As described in the book The Kennedy Detail, in preparation for any presidential visit to a new area, the Protective Research Section (PRS) of the Secret Service prepares a report and lists those individuals who have been identified as being a potential threat to the President. They have a master file of thousands of potential threat suspects, a top 400 list of those who are serious, and a top ten list with photos of those who are most likely to be an immediate threat.

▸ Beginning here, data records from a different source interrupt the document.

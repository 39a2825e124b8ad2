use crate::moves::{detect_moves, Move, MovePolicy};
use crate::record::Snapshot;
use crate::report::ChangeCounts;
use serde::{Deserialize, Serialize};

/// Classified difference between two snapshots.
///
/// Every old path is in exactly one of deleted, modified, `moves[..].from`
/// or unchanged; every new path is in exactly one of added, modified,
/// `moves[..].to` or unchanged. All lists are sorted.
#[derive(Debug, Clone, Default, PartialEq, Serialize, Deserialize)]
pub struct ChangeSet {
    pub added: Vec<String>,
    pub deleted: Vec<String>,
    pub modified: Vec<String>,
    pub moves: Vec<Move>,
}

impl ChangeSet {
    pub fn is_empty(&self) -> bool {
        self.total() == 0
    }

    pub fn total(&self) -> usize {
        self.added.len() + self.deleted.len() + self.modified.len() + self.moves.len()
    }

    pub fn counts(&self) -> ChangeCounts {
        ChangeCounts {
            added: self.added.len(),
            deleted: self.deleted.len(),
            modified: self.modified.len(),
            moved: self.moves.len(),
        }
    }
}

/// Compare `old` against `new`. Only digests decide modification; size or
/// mtime drift with an equal digest is unchanged.
pub fn diff(old: &Snapshot, new: &Snapshot, policy: &MovePolicy) -> ChangeSet {
    let mut added = Vec::new();
    let mut modified = Vec::new();
    for (path, rec) in new.iter() {
        match old.get(path) {
            None => added.push(path.to_string()),
            Some(prev) if prev.digest != rec.digest => modified.push(path.to_string()),
            Some(_) => {}
        }
    }

    let deleted: Vec<String> = old
        .paths()
        .filter(|p| !new.contains(p))
        .map(str::to_string)
        .collect();

    let detection = detect_moves(&added, &deleted, old, new, policy);

    ChangeSet {
        added: detection.added,
        deleted: detection.deleted,
        modified,
        moves: detection.moves,
    }
}

#[cfg(test)]
mod tests {
    use super::*;
    use crate::record::FileRecord;
    use std::collections::HashSet;

    fn snap(entries: &[(&str, &str, u64, f64)]) -> Snapshot {
        entries
            .iter()
            .map(|(p, d, size, mtime)| (p.to_string(), FileRecord::new(*d, *mtime, *size)))
            .collect()
    }

    #[test]
    fn identical_snapshots_have_no_changes() {
        let s = snap(&[("/a", "1", 1, 1.0), ("/b", "2", 2, 2.0), ("/c", "2", 2, 2.0)]);
        let cs = diff(&s, &s, &MovePolicy::default());
        assert!(cs.is_empty());
        assert_eq!(cs, ChangeSet::default());
    }

    #[test]
    fn metadata_drift_alone_is_not_a_change() {
        let old = snap(&[("/a", "D", 10, 1.0)]);
        let new = snap(&[("/a", "D", 99, 5000.0)]);
        assert!(diff(&old, &new, &MovePolicy::default()).is_empty());
    }

    #[test]
    fn classifies_each_category() {
        let old = snap(&[
            ("/keep", "K", 1, 1.0),
            ("/edit", "E1", 1, 1.0),
            ("/gone", "G", 1, 1.0),
            ("/from", "M", 5, 10.0),
        ]);
        let new = snap(&[
            ("/keep", "K", 1, 1.0),
            ("/edit", "E2", 2, 3.0),
            ("/fresh", "F", 1, 1.0),
            ("/to", "M", 5, 10.5),
        ]);
        let cs = diff(&old, &new, &MovePolicy::default());
        assert_eq!(cs.added, vec!["/fresh"]);
        assert_eq!(cs.deleted, vec!["/gone"]);
        assert_eq!(cs.modified, vec!["/edit"]);
        assert_eq!(
            cs.moves,
            vec![Move {
                from: "/from".into(),
                to: "/to".into()
            }]
        );
        assert_eq!(cs.total(), 4);
    }

    #[test]
    fn categories_partition_the_path_universe() {
        let old = snap(&[
            ("/1", "A", 1, 1.0),
            ("/2", "A", 1, 1.0),
            ("/3", "B", 1, 1.0),
            ("/4", "C", 1, 1.0),
            ("/5", "D", 1, 1.0),
        ]);
        let new = snap(&[
            ("/1", "A", 1, 1.0),
            ("/6", "A", 1, 1.0),
            ("/7", "A", 1, 1.0),
            ("/3", "X", 1, 1.0),
            ("/8", "C", 1, 50.0),
        ]);
        let cs = diff(&old, &new, &MovePolicy::default());

        let unchanged_old: HashSet<&str> = old
            .iter()
            .filter(|(p, r)| new.get(p).is_some_and(|n| n.digest == r.digest))
            .map(|(p, _)| p)
            .collect();

        let mut old_side: Vec<&str> = cs.deleted.iter().map(String::as_str).collect();
        old_side.extend(cs.modified.iter().map(String::as_str));
        old_side.extend(cs.moves.iter().map(|m| m.from.as_str()));
        old_side.extend(unchanged_old.iter().copied());
        old_side.sort();
        assert_eq!(old_side, old.paths().collect::<Vec<_>>());

        let mut new_side: Vec<&str> = cs.added.iter().map(String::as_str).collect();
        new_side.extend(cs.modified.iter().map(String::as_str));
        new_side.extend(cs.moves.iter().map(|m| m.to.as_str()));
        new_side.extend(unchanged_old.iter().copied());
        new_side.sort();
        assert_eq!(new_side, new.paths().collect::<Vec<_>>());

        // /2 → /6 is the only move; /7 stays added, /4 vs /8 is too far apart in mtime
        assert_eq!(cs.moves.len(), 1);
        assert_eq!(cs.added, vec!["/7", "/8"]);
        assert_eq!(cs.deleted, vec!["/4", "/5"]);
    }

    #[test]
    fn empty_baseline_reports_everything_added() {
        let new = snap(&[("x.txt", "D", 3, 1.0)]);
        let cs = diff(&Snapshot::new(), &new, &MovePolicy::default());
        assert_eq!(cs.added, vec!["x.txt"]);
        assert!(cs.deleted.is_empty() && cs.modified.is_empty() && cs.moves.is_empty());
    }
}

“Agent Blaine loved doing advances,” McCubbin explains in The Kennedy Detail. “To him it was the most exciting and challenging part of being on the White House Detail. He’d much rather be coordinating security in a new city or foreign country than standing post on a dark night in Hyannis Port or Palm Beach, looking out at the black ocean. In reality, the advance work was 95 percent of the effort in guaranteeing the president’s safety on a trip. The political team put together the president’s itinerary and it was the Secret Service’s job to figure out how to move the president safely from one place to the next, how to secure every venue and every route. You had to think like an assassin.”

“The first stop before any advance was always the PRS. Located in the Executive Office Building (EOB), next door to the White House, the PRS offices were the nerve center for tracking threat cases. Any time there was a threat made against the president’s life – whether it was a written letter, a phone call, details gathered from an informant, field investigation or an unstable person trying to get inside the Northwest Gate of the White House – an investigative report was initiated and a case file number issued. A PRS agent would type the report on carbon paper so there would be multiple copies, noting the threat maker’s name, last known address, a synopsis of the threats made, a description of the person, and their medical history, if known.”

“Cases were analyzed and categorized according to the seriousness of the threat. They ranged from ‘extremely dangerous’ to the innocuous ‘gate crasher.’….Whenever somebody made a threat against the president, they would be categorized as a permanent risk. There’d be an evaluation, the individual would be monitored, and the case file would remain in the Protective Research file for as long as the person was still alive. It wasn’t uncommon that a person who made a threat against one president would continue making threats against each subsequent president. This could go on for thirty or forty years, so some of the cases files were pretty thick.

“The records room of the PRS office contained rows and rows of gray metal four-draw file cabinets that held thousands of threat suspects files, organized by case number. There were smaller file cabinets where index cars of each suspect were organized both geographically and alphabetically. The cards were cross-referenced to the case files. Thus if you knew either the name of a suspect or their last known location, you could go to the small index drawers, locate the card, which would the case number on it, then go to the large filing cabinets to get the master file.”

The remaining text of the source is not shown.